All the world’s a stage for Akiva, who has had the opportunity to gain experience from giants in the musical theatre world.
“In 2017 we were invited to present excerpts of Grow at The ASCAP Musical Theatre Workshop in Toronto, in front of a distinguished panel that included Broadway legends Stephen Schwartz, Joe DiPietro, and Bob Martin,” said Akiva. “Schwartz had some high praise for our ballads, which was a great compliment coming from the king of the genre.”
The following year, Sir Andrew Lloyd Webber attended a workshop presentation of The Louder We Get at the Other Palace, a theatre Lloyd Webber owns in London, England.
“He ended up attending our show, and when we met him afterwards, he had some very kind things to say and invited us to tea the next morning with his wife. They were both quite lovely,” said Akiva, who added that they discussed his show and future projects, as well as some of Lloyd Webber’s.

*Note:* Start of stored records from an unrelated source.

//! Caching strategy classification and partition targeting.
//!
//! Both classifiers are pure and total: every GET request is assigned
//! exactly one strategy and exactly one write-through partition, derived
//! from the request URL, the serving origin and the core asset set.

use serde::{Deserialize, Serialize};

use crate::config::AppConfig;
use crate::request::ResourceRequest;

/// Extensions treated as images for classification, partition targeting
/// and offline fallbacks.
pub const IMAGE_EXTENSIONS: &[&str] = &["png", "jpg", "jpeg", "gif", "webp", "svg", "ico"];

/// Fetch strategies applied by the interception layer.
#[derive(Debug, Clone, Copy, PartialEq, Eq, Serialize, Deserialize)]
#[serde(rename_all = "kebab-case")]
pub enum Strategy {
    /// Serve from cache, fetch only on miss. For resources that rarely change.
    CacheFirst,
    /// Fetch first, fall back to cache when the network fails.
    NetworkFirst,
    /// Serve stale from cache immediately, refresh in the background.
    StaleWhileRevalidate,
}

/// The three cache partitions, in lookup priority order.
#[derive(Debug, Clone, Copy, PartialEq, Eq, Serialize, Deserialize)]
#[serde(rename_all = "lowercase")]
pub enum PartitionKind {
    Static,
    Dynamic,
    Image,
}

impl PartitionKind {
    /// Segment used in partition names (`{prefix}-{kind}-{version}`).
    pub fn as_str(self) -> &'static str {
        match self {
            PartitionKind::Static => "static",
            PartitionKind::Dynamic => "dynamic",
            PartitionKind::Image => "images",
        }
    }
}

/// Whether the request path names an image by extension.
pub fn is_image_path(request: &ResourceRequest) -> bool {
    request.path_extension().is_some_and(|ext| IMAGE_EXTENSIONS.contains(&ext.as_str()))
}

/// Whether the request path matches an entry of the core asset set.
///
/// The root asset `/` matches only the root path exactly; every other
/// asset matches by path suffix so that relative deployments (`/app/style.css`)
/// still hit.
pub fn is_core_asset(request: &ResourceRequest, core_assets: &[String]) -> bool {
    let path = request.url.path();
    core_assets.iter().any(|asset| {
        if asset == "/" { path == "/" } else { path.ends_with(asset.as_str()) }
    })
}

/// Whether the request targets the serving origin.
fn is_same_origin(request: &ResourceRequest, config: &AppConfig) -> bool {
    match url::Url::parse(&config.origin) {
        Ok(origin) => request.url.origin() == origin.origin(),
        // Unparseable origin is rejected at config validation; classify
        // conservatively if one slips through.
        Err(_) => false,
    }
}

/// Assign a caching strategy to a request. First match wins:
///
/// 1. Core assets rarely change: cache-first.
/// 2. Images and static assets: cache-first.
/// 3. Cross-origin resources (API calls, CDNs): network-first.
/// 4. Everything else: stale-while-revalidate.
pub fn classify(request: &ResourceRequest, config: &AppConfig) -> Strategy {
    if is_core_asset(request, &config.core_assets) {
        return Strategy::CacheFirst;
    }

    if is_image_path(request) {
        return Strategy::CacheFirst;
    }

    if !is_same_origin(request, config) {
        return Strategy::NetworkFirst;
    }

    Strategy::StaleWhileRevalidate
}

/// Partition a successful response for this request is written through to.
///
/// Images land in the image partition, core assets in static, everything
/// else in dynamic (which is size-bounded).
pub fn target_partition(request: &ResourceRequest, config: &AppConfig) -> PartitionKind {
    if is_image_path(request) {
        PartitionKind::Image
    } else if is_core_asset(request, &config.core_assets) {
        PartitionKind::Static
    } else {
        PartitionKind::Dynamic
    }
}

“He was very encouraging,” Akiva said.
These days the theatre community is rallying around Akiva as he continues his recovery.
“During his illness, people have really shown up for him,” says Eliezer Segal, including Akiva’s brother Hananel and his wife, who have created a comfortable space in their Toronto home, where Akiva has stayed at intervals while recovering from chemo and surgery.
“The care has been so caring,” Agi Romer Segal said of her son’s medical team and supports, among them, the community of cancer patients who truly look after one another.
There is great material there. And, no doubt, Akiva Romer-Segal – who looks to the future with optimism – is already imagining lyrics that will soar as his star continues to rise.